José Castelar, con una de sus paellas en un parking de Alfafar.

Seguro que José Castelar no ha ganado nunca el Concurso Internacional de Paellas, pero nadie puede quitarle el argumento de autoridad cuando habla del principal plato valenciano y uno de los manjares más deliciosos del mundo. Todos los sábados hay 200 afortunados que se llevan a casa un plato de su paella valenciana, hecha según mandan los cánones, a la leña y con los ingredientes apropiados. Si se le puede poner algún pero, es que la capa de arroz de cada una de sus macropaellas para 100 personas supera un poco el dedo o dos dedos de espesor de los que hablan los puristas.
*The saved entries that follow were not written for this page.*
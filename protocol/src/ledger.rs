//! # Offline Transaction Ledger
//!
//! Every exchange that passed both signature checks is kept as an
//! [`OfflineTransactionRecord`], waiting to be reconciled once a connection
//! is available. Records are only ever appended; nothing here edits or
//! removes one, and no id is deduplicated.
//!
//! Two stores implement [`OfflineStore`]:
//!
//! | Store              | Layout                                              |
//! |--------------------|-----------------------------------------------------|
//! | `BlobOfflineStore` | one JSON array under `offlineTransactions`, rewritten per append |
//! | `SledOfflineLog`   | one JSON record per sled entry, keyed by sequence number |
//!
//! The blob form is what a plain key-value store can offer. The sled log
//! writes only the new record, so an append costs the same regardless of
//! how many records came before.

use std::sync::Arc;

use async_trait::async_trait;
use serde::{Deserialize, Serialize};
use sled::Tree;
use tokio::sync::Mutex;
use tracing::{debug, warn};

use crate::amount::Amount;
use crate::config::{OFFLINE_TRANSACTIONS_KEY, STATUS_STORED_OFFLINE};
use crate::exchange::{AckPayload, SignedPayload};
use crate::storage::{KeyValueStore, StorageError, StorageResult, WalletDb};

#[derive(Clone, Debug, PartialEq, Eq, Serialize, Deserialize)]
#[serde(rename_all = "camelCase")]
pub struct OfflineTransactionRecord {
    pub id: String,
    /// Always `STOREDOFFLINE`.
    pub status: String,
    pub payer_id: String,
    /// Receiver id of the vendor.
    pub vendor_id: String,
    pub amount: Amount,
    pub currency: String,
    pub payload: SignedPayload,
    pub ack: AckPayload,
    pub created_at: String,
}

impl OfflineTransactionRecord {
    /// A record for a verified exchange.
    pub fn stored_offline(
        id: String,
        payload: SignedPayload,
        ack: AckPayload,
        created_at: String,
    ) -> Self {
        Self {
            id,
            status: STATUS_STORED_OFFLINE.to_string(),
            payer_id: payload.payload.payer_id.clone(),
            vendor_id: payload.payload.vendor_id.clone(),
            amount: payload.payload.amount,
            currency: payload.payload.currency.clone(),
            payload,
            ack,
            created_at,
        }
    }
}

#[async_trait]
pub trait OfflineStore: Send + Sync {
    async fn append(&self, record: OfflineTransactionRecord) -> StorageResult<()>;

    /// Every record, oldest first.
    async fn records(&self) -> StorageResult<Vec<OfflineTransactionRecord>>;
}

// ---------------------------------------------------------------------------
// Blob store
// ---------------------------------------------------------------------------

/// The whole ledger as one JSON array in a key-value store.
///
/// A missing or unreadable blob reads as an empty ledger, so the next append
/// starts a fresh array.
pub struct BlobOfflineStore {
    store: Arc<dyn KeyValueStore>,
    write: Mutex<()>,
}

impl BlobOfflineStore {
    pub fn new(store: Arc<dyn KeyValueStore>) -> Self {
        Self {
            store,
            write: Mutex::new(()),
        }
    }

    async fn read_all(&self) -> StorageResult<Vec<OfflineTransactionRecord>> {
        let Some(raw) = self.store.get(OFFLINE_TRANSACTIONS_KEY).await? else {
            return Ok(Vec::new());
        };
        match serde_json::from_str(&raw) {
            Ok(records) => Ok(records),
            Err(e) => {
                warn!(error = %e, "unreadable offline ledger blob, starting empty");
                Ok(Vec::new())
            }
        }
    }
}

#[async_trait]
impl OfflineStore for BlobOfflineStore {
    async fn append(&self, record: OfflineTransactionRecord) -> StorageResult<()> {
        let _guard = self.write.lock().await;
        let mut records = self.read_all().await?;
        let id = record.id.clone();
        records.push(record);
        let json = serde_json::to_string(&records)?;
        self.store.set(OFFLINE_TRANSACTIONS_KEY, &json).await?;
        debug!(record_id = %id, total = records.len(), "offline record appended");
        Ok(())
    }

    async fn records(&self) -> StorageResult<Vec<OfflineTransactionRecord>> {
        self.read_all().await
    }
}

// ---------------------------------------------------------------------------
// Sled log
// ---------------------------------------------------------------------------

/// Append-only log in the database's `offline` tree.
///
/// Keys are big-endian ids from [`WalletDb::generate_id`], so iteration order
/// is append order, across restarts too.
pub struct SledOfflineLog {
    db: WalletDb,
    tree: Tree,
}

impl SledOfflineLog {
    pub fn new(db: WalletDb) -> Self {
        let tree = db.offline_tree();
        Self { db, tree }
    }

    pub fn len(&self) -> usize {
        self.tree.len()
    }

    pub fn is_empty(&self) -> bool {
        self.tree.is_empty()
    }
}

#[async_trait]
impl OfflineStore for SledOfflineLog {
    async fn append(&self, record: OfflineTransactionRecord) -> StorageResult<()> {
        let seq = self.db.generate_id()?;
        let json = serde_json::to_vec(&record)?;
        self.tree.insert(seq.to_be_bytes(), json)?;
        self.db.flush().await?;
        debug!(record_id = %record.id, seq, "offline record appended");
        Ok(())
    }

    async fn records(&self) -> StorageResult<Vec<OfflineTransactionRecord>> {
        let mut out = Vec::with_capacity(self.tree.len());
        for entry in self.tree.iter() {
            let (key, value) = entry.map_err(StorageError::from)?;
            match serde_json::from_slice(&value) {
                Ok(record) => out.push(record),
                Err(e) => warn!(key = ?key, error = %e, "skipping unreadable offline record"),
            }
        }
        Ok(out)
    }
}

#[cfg(test)]
mod tests {
    use super::*;
    use crate::clock::{RandomIds, SystemClock};
    use crate::crypto::{derive, DerivationContext};
    use crate::discovery::VendorAdvertisement;
    use crate::exchange::{build_and_sign, AckBody};
    use crate::storage::MemoryStore;

    fn record(id: &str, amount: &str) -> OfflineTransactionRecord {
        let vendor_keys = derive(&DerivationContext::vendor("vendor-bridge", "a1b2c3"), "RX-4421");
        let vendor = VendorAdvertisement {
            id: "vendor-bridge".into(),
            receiver_id: "RX-4421".into(),
            session_nonce: format!("nonce-{}", id),
            profile_hash: "a1b2c3".into(),
            short_code: "441".into(),
            signal_strength: -48,
            vendor_public_key: vendor_keys.public_key_hex().to_string(),
            certificate: vendor_keys.certificate_hex().to_string(),
        };
        let payer = derive(&DerivationContext::payer("user-1", "1234"), "user-1");
        let payload = build_and_sign(
            &vendor,
            amount.parse().unwrap(),
            "user-1",
            None,
            &payer,
            &SystemClock,
            &RandomIds,
        )
        .unwrap();
        let ack = AckBody {
            ack_id: format!("ack-{}", id),
            payload_id: payload.payload.payload_id.clone(),
            vendor_id: "RX-4421".into(),
            session_nonce: vendor.session_nonce.clone(),
            timestamp: "2026-03-01T12:00:00.000Z".into(),
        }
        .sign(&vendor_keys)
        .unwrap();
        OfflineTransactionRecord::stored_offline(
            id.to_string(),
            payload,
            ack,
            "2026-03-01T12:00:00.100Z".into(),
        )
    }

    #[test]
    fn stored_offline_copies_payload_fields() {
        let r = record("offline-1", "75.25");
        assert_eq!(r.status, "STOREDOFFLINE");
        assert_eq!(r.payer_id, "user-1");
        assert_eq!(r.vendor_id, "RX-4421");
        assert_eq!(r.amount.to_string(), "75.25");
        assert_eq!(r.currency, "XOF");

        let json = serde_json::to_value(&r).unwrap();
        assert_eq!(json["createdAt"], "2026-03-01T12:00:00.100Z");
        assert_eq!(json["payload"]["amount"], "75.25");
        assert_eq!(json["amount"], "75.25");
        assert_eq!(json["ack"]["ackId"], "ack-offline-1");
    }

    #[tokio::test]
    async fn blob_store_appends_in_order() {
        let kv = Arc::new(MemoryStore::new());
        let store = BlobOfflineStore::new(kv.clone());
        assert!(store.records().await.unwrap().is_empty());

        store.append(record("offline-1", "10")).await.unwrap();
        let before = store.records().await.unwrap();
        store.append(record("offline-2", "20")).await.unwrap();
        let after = store.records().await.unwrap();

        assert_eq!(after.len(), before.len() + 1);
        assert_eq!(after[0], before[0]);
        assert_eq!(after[1].id, "offline-2");
        assert!(kv.get("offlineTransactions").await.unwrap().unwrap().starts_with('['));
    }

    #[tokio::test]
    async fn blob_store_keeps_duplicate_ids() {
        let store = BlobOfflineStore::new(Arc::new(MemoryStore::new()));
        store.append(record("offline-1", "10")).await.unwrap();
        store.append(record("offline-1", "10")).await.unwrap();
        assert_eq!(store.records().await.unwrap().len(), 2);
    }

    #[tokio::test]
    async fn corrupt_blob_reads_empty_and_is_replaced() {
        let kv = Arc::new(MemoryStore::new());
        kv.set("offlineTransactions", "{\"not\":\"an array\"}").await.unwrap();
        let store = BlobOfflineStore::new(kv);

        assert!(store.records().await.unwrap().is_empty());
        store.append(record("offline-1", "10")).await.unwrap();
        assert_eq!(store.records().await.unwrap().len(), 1);
    }

    #[tokio::test]
    async fn sled_log_appends_in_order() {
        let log = SledOfflineLog::new(WalletDb::open_temporary().unwrap());
        assert!(log.is_empty());

        for (i, amount) in ["10", "20.5", "30"].iter().enumerate() {
            log.append(record(&format!("offline-{}", i), amount)).await.unwrap();
        }

        let records = log.records().await.unwrap();
        assert_eq!(log.len(), 3);
        let amounts: Vec<_> = records.iter().map(|r| r.amount.to_string()).collect();
        assert_eq!(amounts, ["10", "20.5", "30"]);
    }

    #[tokio::test]
    async fn sled_log_survives_reopen() {
        let dir = tempfile::tempdir().unwrap();
        {
            let log = SledOfflineLog::new(WalletDb::open(dir.path()).unwrap());
            log.append(record("offline-a", "10")).await.unwrap();
        }
        let log = SledOfflineLog::new(WalletDb::open(dir.path()).unwrap());
        log.append(record("offline-b", "20")).await.unwrap();

        let ids: Vec<_> = log.records().await.unwrap().into_iter().map(|r| r.id).collect();
        assert_eq!(ids, ["offline-a", "offline-b"]);
    }
}
//! # WalletDb — sled-backed persistence
//!
//! ## Tree Layout
//!
//! | Tree      | Key                    | Value                          |
//! |-----------|------------------------|--------------------------------|
//! | `kv`      | key (UTF-8)            | value (UTF-8)                  |
//! | `offline` | sequence (8B BE u64)   | JSON `OfflineTransactionRecord` |
//!
//! The `kv` tree backs the [`KeyValueStore`] contract (MPIN hashes, wallet
//! snapshots, and the blob form of the offline ledger). The `offline` tree
//! backs the append-only log in [`crate::ledger::SledOfflineLog`]; its keys
//! are big-endian so sled's lexicographic order is insertion order.

use std::path::Path;

use async_trait::async_trait;
use sled::{Db, Tree};

use super::{KeyValueStore, StorageError, StorageResult};

#[derive(Debug, Clone)]
pub struct WalletDb {
    db: Db,
    kv: Tree,
    offline: Tree,
}

impl WalletDb {
    /// Open or create a database at the given directory.
    pub fn open<P: AsRef<Path>>(path: P) -> StorageResult<Self> {
        let db = sled::open(path)?;
        Self::from_db(db)
    }

    /// A database that lives in memory and vanishes on drop.
    #[cfg(test)]
    pub(crate) fn open_temporary() -> StorageResult<Self> {
        let db = sled::Config::new().temporary(true).open()?;
        Self::from_db(db)
    }

    fn from_db(db: Db) -> StorageResult<Self> {
        let kv = db.open_tree("kv")?;
        let offline = db.open_tree("offline")?;
        Ok(Self { db, kv, offline })
    }

    /// The tree holding the append-only offline log.
    pub fn offline_tree(&self) -> Tree {
        self.offline.clone()
    }

    /// A monotonically increasing id, unique across restarts.
    pub fn generate_id(&self) -> StorageResult<u64> {
        Ok(self.db.generate_id()?)
    }

    /// Block until every pending write is durable.
    pub async fn flush(&self) -> StorageResult<()> {
        self.db.flush_async().await?;
        Ok(())
    }
}

#[async_trait]
impl KeyValueStore for WalletDb {
    async fn get(&self, key: &str) -> StorageResult<Option<String>> {
        match self.kv.get(key.as_bytes())? {
            Some(bytes) => String::from_utf8(bytes.to_vec())
                .map(Some)
                .map_err(|_| StorageError::Encoding(key.to_string())),
            None => Ok(None),
        }
    }

    async fn set(&self, key: &str, value: &str) -> StorageResult<()> {
        self.kv.insert(key.as_bytes(), value.as_bytes())?;
        self.flush().await
    }

    async fn remove(&self, key: &str) -> StorageResult<()> {
        self.kv.remove(key.as_bytes())?;
        self.flush().await
    }
}
// BSD 2-Clause License
//
// Copyright (c) 2020 Brian Campbell
//
// All rights reserved.
//
// Redistribution and use in source and binary forms, with or without
// modification, are permitted provided that the following conditions are
// met:
//
// 1. Redistributions of source code must retain the above copyright
// notice, this list of conditions and the following disclaimer.
//
// 2. Redistributions in binary form must reproduce the above copyright
// notice, this list of conditions and the following disclaimer in the
// documentation and/or other materials provided with the distribution.
//
// THIS SOFTWARE IS PROVIDED BY THE COPYRIGHT HOLDERS AND CONTRIBUTORS
// "AS IS" AND ANY EXPRESS OR IMPLIED WARRANTIES, INCLUDING, BUT NOT
// LIMITED TO, THE IMPLIED WARRANTIES OF MERCHANTABILITY AND FITNESS FOR
// A PARTICULAR PURPOSE ARE DISCLAIMED. IN NO EVENT SHALL THE COPYRIGHT
// HOLDER OR CONTRIBUTORS BE LIABLE FOR ANY DIRECT, INDIRECT, INCIDENTAL,
// SPECIAL, EXEMPLARY, OR CONSEQUENTIAL DAMAGES (INCLUDING, BUT NOT
// LIMITED TO, PROCUREMENT OF SUBSTITUTE GOODS OR SERVICES; LOSS OF USE,
// DATA, OR PROFITS; OR BUSINESS INTERRUPTION) HOWEVER CAUSED AND ON ANY
// THEORY OF LIABILITY, WHETHER IN CONTRACT, STRICT LIABILITY, OR TORT
// (INCLUDING NEGLIGENCE OR OTHERWISE) ARISING IN ANY WAY OUT OF THE USE
// OF THIS SOFTWARE, EVEN IF ADVISED OF THE POSSIBILITY OF SUCH DAMAGE.

use std::fmt;

pub const REPLAY_RET: u64 = 0;
pub const REPLAY_EXIT: u64 = 1;
pub const REPLAY_ENTRY: u64 = 2;
pub const REPLAY_RET_VERBOSE: u64 = 3;

#[derive(Clone, Copy, Debug, PartialEq, Eq)]
pub enum Action {
    Return(u64),
    Exit,
}

#[derive(Clone, Debug, PartialEq, Eq)]
pub struct MemWrite {
    pub addr: u64,
    pub data: Vec<u8>,
}

/// One observed system call or breakpoint hit.
#[derive(Clone, Debug, PartialEq, Eq)]
pub struct SysCall {
    pub addr: u64,
    pub action: Action,
    pub write: Option<MemWrite>,
    /// Register that receives the value instead of the default return
    /// register.
    pub alt_rd: Option<u8>,
}

impl SysCall {
    pub fn ret(addr: u64, value: u64) -> Self {
        SysCall { addr, action: Action::Return(value), write: None, alt_rd: None }
    }

    pub fn exit(addr: u64) -> Self {
        SysCall { addr, action: Action::Exit, write: None, alt_rd: None }
    }

    pub fn retval(&self) -> Option<u64> {
        match self.action {
            Action::Return(value) => Some(value),
            Action::Exit => None,
        }
    }
}

impl fmt::Display for SysCall {
    fn fmt(&self, f: &mut fmt::Formatter<'_>) -> fmt::Result {
        match self.action {
            Action::Return(value) => write!(f, "{:#x} -> {:#x}", self.addr, value)?,
            Action::Exit => write!(f, "{:#x} -> exit", self.addr)?,
        }
        if let Some(write) = &self.write {
            write!(f, " [{} bytes at {:#x}]", write.data.len(), write.addr)?;
        }
        if let Some(rd) = self.alt_rd {
            write!(f, " (x{})", rd)?;
        }
        Ok(())
    }
}

/// Memory the runtime checks, not restores, when the checkpoint exits.
#[derive(Clone, Copy, Debug, PartialEq, Eq)]
pub struct StoreAssertion {
    pub addr: u64,
    /// Width in bytes: 1, 2, 4 or 8.
    pub size: u64,
    pub value: u64,
}

pub struct ReplayTable<'a> {
    pub entry_arg: u64,
    pub events: &'a [SysCall],
    pub assertions: &'a [StoreAssertion],
    /// Report returned values instead of resuming silently.
    pub verbose: bool,
}

fn push_word(buf: &mut Vec<u8>, word: u64) {
    buf.extend_from_slice(&word.to_le_bytes())
}

impl<'a> ReplayTable<'a> {
    pub fn encode(&self) -> Vec<u8> {
        let mut buf = Vec::with_capacity(self.encoded_len());
        push_word(&mut buf, REPLAY_ENTRY);
        push_word(&mut buf, self.entry_arg);

        for event in self.events {
            if let Some(write) = &event.write {
                push_word(&mut buf, write.addr);
                push_word(&mut buf, write.data.len() as u64);
                buf.extend_from_slice(&write.data);
                buf.resize(buf.len() + padding(write.data.len()), 0);
            }
            match event.action {
                Action::Return(value) => {
                    push_word(&mut buf, if self.verbose { REPLAY_RET_VERBOSE } else { REPLAY_RET });
                    push_word(&mut buf, value)
                }
                Action::Exit => {
                    push_word(&mut buf, REPLAY_EXIT);
                    push_word(&mut buf, 0)
                }
            }
        }

        for assertion in self.assertions {
            push_word(&mut buf, assertion.addr);
            push_word(&mut buf, assertion.size);
            push_word(&mut buf, assertion.value)
        }

        push_word(&mut buf, 0);
        push_word(&mut buf, 0);
        buf
    }

    pub fn encoded_len(&self) -> usize {
        let events: usize = self
            .events
            .iter()
            .map(|event| 16 + event.write.as_ref().map_or(0, |w| 16 + w.data.len() + padding(w.data.len())))
            .sum();
        16 + events + 24 * self.assertions.len() + 16
    }
}

fn padding(len: usize) -> usize {
    ((len + 7) & !7) - len
}

#[cfg(test)]
mod tests {
    use super::*;

    struct Decoded {
        entry_arg: u64,
        verbose: bool,
        events: Vec<SysCall>,
        assertions: Vec<StoreAssertion>,
    }

    fn word(buf: &[u8], pos: &mut usize) -> u64 {
        let mut le = [0u8; 8];
        le.copy_from_slice(&buf[*pos..*pos + 8]);
        *pos += 8;
        u64::from_le_bytes(le)
    }

    // Mirrors the runtime's parser: assertions only follow an exit record.
    fn decode(buf: &[u8]) -> Decoded {
        let mut pos = 0;
        assert_eq!(word(buf, &mut pos), REPLAY_ENTRY);
        let entry_arg = word(buf, &mut pos);
        let mut decoded = Decoded { entry_arg, verbose: false, events: vec![], assertions: vec![] };
        let mut pending_write = None;
        loop {
            let head = word(buf, &mut pos);
            let value = word(buf, &mut pos);
            match head {
                REPLAY_RET if value == 0 && pending_write.is_none() && pos == buf.len() => break,
                REPLAY_RET | REPLAY_RET_VERBOSE => {
                    decoded.verbose = head == REPLAY_RET_VERBOSE;
                    let mut event = SysCall::ret(0, value);
                    event.write = pending_write.take();
                    decoded.events.push(event)
                }
                REPLAY_EXIT => {
                    let mut event = SysCall::exit(0);
                    event.write = pending_write.take();
                    decoded.events.push(event);
                    loop {
                        let addr = word(buf, &mut pos);
                        let size = word(buf, &mut pos);
                        if addr == 0 {
                            assert_eq!(size, 0);
                            assert_eq!(pos, buf.len());
                            return decoded;
                        }
                        let value = word(buf, &mut pos);
                        decoded.assertions.push(StoreAssertion { addr, size, value })
                    }
                }
                addr => {
                    let len = value as usize;
                    let data = buf[pos..pos + len].to_vec();
                    assert!(buf[pos + len..pos + len + padding(len)].iter().all(|b| *b == 0));
                    pos += len + padding(len);
                    pending_write = Some(MemWrite { addr, data })
                }
            }
        }
        decoded
    }

    fn strip_addrs(events: &[SysCall]) -> Vec<SysCall> {
        events.iter().cloned().map(|e| SysCall { addr: 0, alt_rd: None, ..e }).collect()
    }

    #[test]
    fn empty_table() {
        let table = ReplayTable { entry_arg: 0x1234, events: &[], assertions: &[], verbose: false };
        let buf = table.encode();
        assert_eq!(buf.len(), 32);
        assert_eq!(buf.len(), table.encoded_len());
        assert_eq!(&buf[..8], &REPLAY_ENTRY.to_le_bytes());
        assert_eq!(&buf[8..16], &0x1234u64.to_le_bytes());
        assert!(buf[16..].iter().all(|b| *b == 0));
    }

    #[test]
    fn write_payload_is_padded() {
        let mut event = SysCall::ret(0x10078, 5);
        event.write = Some(MemWrite { addr: 0x20000, data: b"hello".to_vec() });
        let events = [event];
        let table = ReplayTable { entry_arg: 0, events: &events, assertions: &[], verbose: false };
        let buf = table.encode();
        assert_eq!(buf.len(), table.encoded_len());
        assert_eq!(&buf[16..24], &0x20000u64.to_le_bytes());
        assert_eq!(&buf[24..32], &5u64.to_le_bytes());
        assert_eq!(&buf[32..40], b"hello\0\0\0");
        assert_eq!(&buf[40..48], &REPLAY_RET.to_le_bytes());
        assert_eq!(&buf[48..56], &5u64.to_le_bytes());
    }

    #[test]
    fn verbose_tags_returns_only() {
        let events = [SysCall::ret(0x100, 7), SysCall::exit(0x200)];
        let buf = ReplayTable { entry_arg: 0, events: &events, assertions: &[], verbose: true }.encode();
        assert_eq!(&buf[16..24], &REPLAY_RET_VERBOSE.to_le_bytes());
        assert_eq!(&buf[32..40], &REPLAY_EXIT.to_le_bytes());
        assert_eq!(&buf[40..48], &[0; 8]);
    }

    #[test]
    fn decoding_recovers_events_and_assertions() {
        let mut with_write = SysCall::ret(0x10078, 0xfffffffffffffff2);
        with_write.write = Some(MemWrite { addr: 0x7fff_0000, data: (0u8..13).collect() });
        let mut aligned_write = SysCall::exit(0x100a0);
        aligned_write.write = Some(MemWrite { addr: 0x7fff_1000, data: vec![0xaa; 16] });
        let events = vec![SysCall::ret(0x10040, 3), with_write, SysCall::ret(0x10040, 0), aligned_write];
        let assertions = vec![
            StoreAssertion { addr: 0x30000, size: 4, value: 0xdeadbeef },
            StoreAssertion { addr: 0x30008, size: 1, value: 0x7f },
        ];
        let table = ReplayTable { entry_arg: 42, events: &events, assertions: &assertions, verbose: false };
        let buf = table.encode();
        assert_eq!(buf.len(), table.encoded_len());
        assert_eq!(buf.len() % 8, 0);

        let decoded = decode(&buf);
        assert_eq!(decoded.entry_arg, 42);
        assert!(!decoded.verbose);
        assert_eq!(decoded.events, strip_addrs(&events));
        assert_eq!(decoded.assertions, assertions);
    }

    #[test]
    fn encoding_is_deterministic() {
        let events = [SysCall::ret(0x100, 1), SysCall::exit(0x104)];
        let a = ReplayTable { entry_arg: 9, events: &events, assertions: &[], verbose: false }.encode();
        let b = ReplayTable { entry_arg: 9, events: &events, assertions: &[], verbose: false }.encode();
        assert_eq!(a, b);
    }
}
También el entorno es un desafío; no en vano José cocina sus paellas en medio del párking del Carrefour de Alfafar (Valencia), el gran almacén que se ocupa de vender luego por raciones sus paellas. Según sus empleadas, de las dos paellas equivalentes a 200 raciones que hace José cada sábado no queda ni un grano antes de la una de la tarde. Habría que ver cómo se manejan ante un reto similar algunos de los cocineros de campanillas que tanto abundan últimamente…

Sirva el caso de José Castelar, que trabaja para la empresa de paellas de encargo Casa Velarte, como homenaje para todos aquellos que, fuera de los altares de la alta cocina, se esmeran para hacer un poco mejores nuestros fines de semana.